[Task statement]: The records below hold a stretch from the line with "use bb_core::Activity;" through the line with "impl Recognizer<String> for"; return exactly those lines, ends included, and nothing more.

· · · · · · ·

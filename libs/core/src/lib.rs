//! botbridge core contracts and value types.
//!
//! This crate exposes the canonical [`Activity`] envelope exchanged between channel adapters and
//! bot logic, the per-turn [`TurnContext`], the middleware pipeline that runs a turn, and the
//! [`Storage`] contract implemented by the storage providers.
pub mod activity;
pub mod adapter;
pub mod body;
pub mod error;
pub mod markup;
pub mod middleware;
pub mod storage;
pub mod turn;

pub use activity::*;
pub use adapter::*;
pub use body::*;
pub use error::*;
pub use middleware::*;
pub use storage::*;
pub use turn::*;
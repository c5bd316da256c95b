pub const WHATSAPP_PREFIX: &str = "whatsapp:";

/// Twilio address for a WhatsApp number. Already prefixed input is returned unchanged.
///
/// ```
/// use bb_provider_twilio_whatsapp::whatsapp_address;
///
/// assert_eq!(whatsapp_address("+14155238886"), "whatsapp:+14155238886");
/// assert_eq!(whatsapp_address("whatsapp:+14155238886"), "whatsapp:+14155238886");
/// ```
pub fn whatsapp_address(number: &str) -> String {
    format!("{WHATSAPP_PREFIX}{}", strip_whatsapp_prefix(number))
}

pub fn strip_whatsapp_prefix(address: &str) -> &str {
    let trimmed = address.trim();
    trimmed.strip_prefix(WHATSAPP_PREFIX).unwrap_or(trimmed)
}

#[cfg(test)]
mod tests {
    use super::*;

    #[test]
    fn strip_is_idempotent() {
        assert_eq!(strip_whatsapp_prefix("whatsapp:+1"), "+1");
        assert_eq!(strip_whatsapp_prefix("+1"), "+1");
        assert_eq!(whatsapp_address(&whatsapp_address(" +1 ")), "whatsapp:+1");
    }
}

· · · · · · ·

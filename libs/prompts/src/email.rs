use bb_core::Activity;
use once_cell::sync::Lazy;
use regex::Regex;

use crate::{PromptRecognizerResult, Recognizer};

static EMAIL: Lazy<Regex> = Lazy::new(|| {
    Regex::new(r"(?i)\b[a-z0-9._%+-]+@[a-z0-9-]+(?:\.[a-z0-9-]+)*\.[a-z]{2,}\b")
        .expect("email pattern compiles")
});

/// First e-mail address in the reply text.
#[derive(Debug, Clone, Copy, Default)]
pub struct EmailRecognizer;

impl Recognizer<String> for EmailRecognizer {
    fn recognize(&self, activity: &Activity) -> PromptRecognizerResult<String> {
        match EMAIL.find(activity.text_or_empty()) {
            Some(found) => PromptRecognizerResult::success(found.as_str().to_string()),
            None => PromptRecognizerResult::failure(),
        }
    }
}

· · · · · · ·

[Final answer]:
use bb_core::Activity;
use once_cell::sync::Lazy;
use regex::Regex;

use crate::{PromptRecognizerResult, Recognizer};

static EMAIL: Lazy<Regex> = Lazy::new(|| {
    Regex::new(r"(?i)\b[a-z0-9._%+-]+@[a-z0-9-]+(?:\.[a-z0-9-]+)*\.[a-z]{2,}\b")
        .expect("email pattern compiles")
});

/// First e-mail address in the reply text.
#[derive(Debug, Clone, Copy, Default)]
pub struct EmailRecognizer;

impl Recognizer<String> for EmailRecognizer {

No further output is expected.